__The task__
Find the word "initialize" in the listing; pull out each line holding it.

__Records__
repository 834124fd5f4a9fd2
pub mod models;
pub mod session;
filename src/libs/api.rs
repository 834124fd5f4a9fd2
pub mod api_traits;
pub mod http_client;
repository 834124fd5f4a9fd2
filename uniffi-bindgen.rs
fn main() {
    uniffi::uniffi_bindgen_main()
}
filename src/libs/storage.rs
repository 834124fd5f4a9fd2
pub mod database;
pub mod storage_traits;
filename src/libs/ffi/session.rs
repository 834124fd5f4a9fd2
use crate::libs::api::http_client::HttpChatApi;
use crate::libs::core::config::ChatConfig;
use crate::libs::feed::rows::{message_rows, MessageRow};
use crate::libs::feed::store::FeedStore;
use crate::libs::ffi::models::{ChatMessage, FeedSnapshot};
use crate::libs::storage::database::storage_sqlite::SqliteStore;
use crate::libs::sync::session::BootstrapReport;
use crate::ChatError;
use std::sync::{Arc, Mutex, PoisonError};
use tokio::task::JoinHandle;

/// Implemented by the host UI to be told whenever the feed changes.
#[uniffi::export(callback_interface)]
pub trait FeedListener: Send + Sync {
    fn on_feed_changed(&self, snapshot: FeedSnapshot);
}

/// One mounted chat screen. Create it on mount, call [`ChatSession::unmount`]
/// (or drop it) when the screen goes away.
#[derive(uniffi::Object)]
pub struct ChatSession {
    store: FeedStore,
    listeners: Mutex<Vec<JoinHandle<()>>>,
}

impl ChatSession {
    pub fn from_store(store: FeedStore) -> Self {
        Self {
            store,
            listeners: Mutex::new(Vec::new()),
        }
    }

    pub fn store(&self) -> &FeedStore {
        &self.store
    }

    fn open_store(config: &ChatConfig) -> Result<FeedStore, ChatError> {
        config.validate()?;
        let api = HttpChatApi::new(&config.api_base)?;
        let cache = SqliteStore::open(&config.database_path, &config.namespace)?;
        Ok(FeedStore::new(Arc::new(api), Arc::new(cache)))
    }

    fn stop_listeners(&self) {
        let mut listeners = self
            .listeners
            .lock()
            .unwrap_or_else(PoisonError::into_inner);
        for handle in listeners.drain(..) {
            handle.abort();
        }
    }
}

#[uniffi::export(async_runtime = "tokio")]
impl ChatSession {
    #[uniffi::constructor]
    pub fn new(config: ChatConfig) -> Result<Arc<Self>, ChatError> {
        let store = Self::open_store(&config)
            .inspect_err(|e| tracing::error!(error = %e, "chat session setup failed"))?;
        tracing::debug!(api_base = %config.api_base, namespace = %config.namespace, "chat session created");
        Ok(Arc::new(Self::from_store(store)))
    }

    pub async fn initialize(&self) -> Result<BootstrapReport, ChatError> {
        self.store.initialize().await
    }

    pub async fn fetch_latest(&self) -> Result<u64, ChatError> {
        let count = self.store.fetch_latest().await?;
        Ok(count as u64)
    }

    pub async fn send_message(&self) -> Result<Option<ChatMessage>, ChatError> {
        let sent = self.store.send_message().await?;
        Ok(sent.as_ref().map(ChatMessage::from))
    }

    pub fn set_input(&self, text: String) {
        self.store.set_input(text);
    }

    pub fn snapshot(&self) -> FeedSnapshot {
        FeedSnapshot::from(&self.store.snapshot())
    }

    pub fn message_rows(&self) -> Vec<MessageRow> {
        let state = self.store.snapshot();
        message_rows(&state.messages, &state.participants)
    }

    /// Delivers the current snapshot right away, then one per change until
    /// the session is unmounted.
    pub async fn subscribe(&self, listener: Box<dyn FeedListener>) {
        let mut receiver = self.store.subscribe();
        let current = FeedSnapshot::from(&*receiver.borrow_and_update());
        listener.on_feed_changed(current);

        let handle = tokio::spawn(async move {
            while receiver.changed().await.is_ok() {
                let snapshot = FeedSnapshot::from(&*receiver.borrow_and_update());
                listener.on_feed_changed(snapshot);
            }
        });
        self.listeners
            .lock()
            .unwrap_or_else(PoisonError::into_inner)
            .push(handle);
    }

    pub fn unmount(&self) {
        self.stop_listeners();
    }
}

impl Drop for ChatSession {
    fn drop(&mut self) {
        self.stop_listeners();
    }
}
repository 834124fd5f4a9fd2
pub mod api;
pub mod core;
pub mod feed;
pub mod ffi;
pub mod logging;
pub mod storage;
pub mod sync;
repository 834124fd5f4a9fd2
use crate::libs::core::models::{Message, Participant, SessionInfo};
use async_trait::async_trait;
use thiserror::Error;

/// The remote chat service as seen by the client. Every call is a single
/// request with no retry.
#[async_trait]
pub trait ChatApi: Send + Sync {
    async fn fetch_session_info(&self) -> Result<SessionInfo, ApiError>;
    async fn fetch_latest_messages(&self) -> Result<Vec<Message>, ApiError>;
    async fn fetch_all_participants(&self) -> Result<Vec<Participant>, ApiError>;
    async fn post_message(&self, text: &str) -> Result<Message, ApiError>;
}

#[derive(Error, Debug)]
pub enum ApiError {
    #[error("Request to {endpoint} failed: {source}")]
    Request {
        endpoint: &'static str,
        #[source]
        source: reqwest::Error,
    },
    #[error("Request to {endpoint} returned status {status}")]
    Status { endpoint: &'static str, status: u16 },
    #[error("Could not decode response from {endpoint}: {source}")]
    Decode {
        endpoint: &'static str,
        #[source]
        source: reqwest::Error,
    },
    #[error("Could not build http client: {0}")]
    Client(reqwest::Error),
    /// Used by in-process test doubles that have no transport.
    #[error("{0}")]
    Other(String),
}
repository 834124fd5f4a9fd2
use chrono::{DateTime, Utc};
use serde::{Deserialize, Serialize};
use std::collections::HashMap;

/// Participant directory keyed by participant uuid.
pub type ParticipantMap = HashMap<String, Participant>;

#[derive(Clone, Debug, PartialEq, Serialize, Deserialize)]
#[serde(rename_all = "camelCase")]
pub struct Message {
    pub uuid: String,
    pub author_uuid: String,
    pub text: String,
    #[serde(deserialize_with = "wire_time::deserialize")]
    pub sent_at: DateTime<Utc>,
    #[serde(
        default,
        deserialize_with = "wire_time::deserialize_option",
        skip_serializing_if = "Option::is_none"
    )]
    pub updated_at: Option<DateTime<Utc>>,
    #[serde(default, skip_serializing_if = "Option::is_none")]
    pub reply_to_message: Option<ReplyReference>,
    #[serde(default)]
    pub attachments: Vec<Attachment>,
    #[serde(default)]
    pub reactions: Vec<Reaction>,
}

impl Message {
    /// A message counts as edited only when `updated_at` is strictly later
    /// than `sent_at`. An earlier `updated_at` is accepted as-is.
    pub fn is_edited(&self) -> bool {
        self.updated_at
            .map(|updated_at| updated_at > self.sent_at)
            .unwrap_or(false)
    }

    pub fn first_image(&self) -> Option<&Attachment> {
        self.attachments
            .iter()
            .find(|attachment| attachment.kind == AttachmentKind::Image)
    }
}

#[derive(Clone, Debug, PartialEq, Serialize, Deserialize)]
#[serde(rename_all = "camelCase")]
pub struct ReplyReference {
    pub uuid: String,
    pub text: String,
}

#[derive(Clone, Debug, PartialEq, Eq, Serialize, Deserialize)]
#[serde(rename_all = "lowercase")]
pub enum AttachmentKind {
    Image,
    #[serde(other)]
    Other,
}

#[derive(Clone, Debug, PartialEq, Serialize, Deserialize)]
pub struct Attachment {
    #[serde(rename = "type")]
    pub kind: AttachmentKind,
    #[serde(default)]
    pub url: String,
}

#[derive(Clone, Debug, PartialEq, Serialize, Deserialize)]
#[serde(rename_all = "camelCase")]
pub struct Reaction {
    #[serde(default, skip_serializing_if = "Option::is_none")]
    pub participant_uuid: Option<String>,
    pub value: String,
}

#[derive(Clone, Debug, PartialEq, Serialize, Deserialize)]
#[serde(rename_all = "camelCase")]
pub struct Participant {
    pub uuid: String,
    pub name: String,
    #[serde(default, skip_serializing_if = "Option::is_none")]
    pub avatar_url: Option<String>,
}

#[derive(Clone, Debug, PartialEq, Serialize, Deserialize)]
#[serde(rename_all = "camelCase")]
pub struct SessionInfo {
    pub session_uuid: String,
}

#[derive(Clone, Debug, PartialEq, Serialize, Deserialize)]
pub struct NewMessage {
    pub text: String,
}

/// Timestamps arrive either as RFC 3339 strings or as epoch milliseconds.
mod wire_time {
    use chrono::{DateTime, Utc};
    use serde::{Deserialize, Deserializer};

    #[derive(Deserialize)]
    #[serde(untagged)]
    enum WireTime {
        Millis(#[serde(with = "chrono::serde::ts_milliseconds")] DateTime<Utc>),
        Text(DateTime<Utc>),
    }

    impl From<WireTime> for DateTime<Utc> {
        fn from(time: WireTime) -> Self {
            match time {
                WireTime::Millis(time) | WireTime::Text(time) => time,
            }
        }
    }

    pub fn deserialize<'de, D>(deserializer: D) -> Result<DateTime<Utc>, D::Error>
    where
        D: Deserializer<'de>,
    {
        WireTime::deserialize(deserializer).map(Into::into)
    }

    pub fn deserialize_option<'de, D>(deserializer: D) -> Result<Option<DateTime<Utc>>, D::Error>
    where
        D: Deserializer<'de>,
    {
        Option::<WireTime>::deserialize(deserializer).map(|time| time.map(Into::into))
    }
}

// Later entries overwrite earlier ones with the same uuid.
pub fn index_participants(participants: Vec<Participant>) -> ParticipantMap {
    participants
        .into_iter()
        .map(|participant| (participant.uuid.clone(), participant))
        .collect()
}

__Your response__
    pub async fn initialize(&self) -> Result<BootstrapReport, ChatError> {
        self.store.initialize().await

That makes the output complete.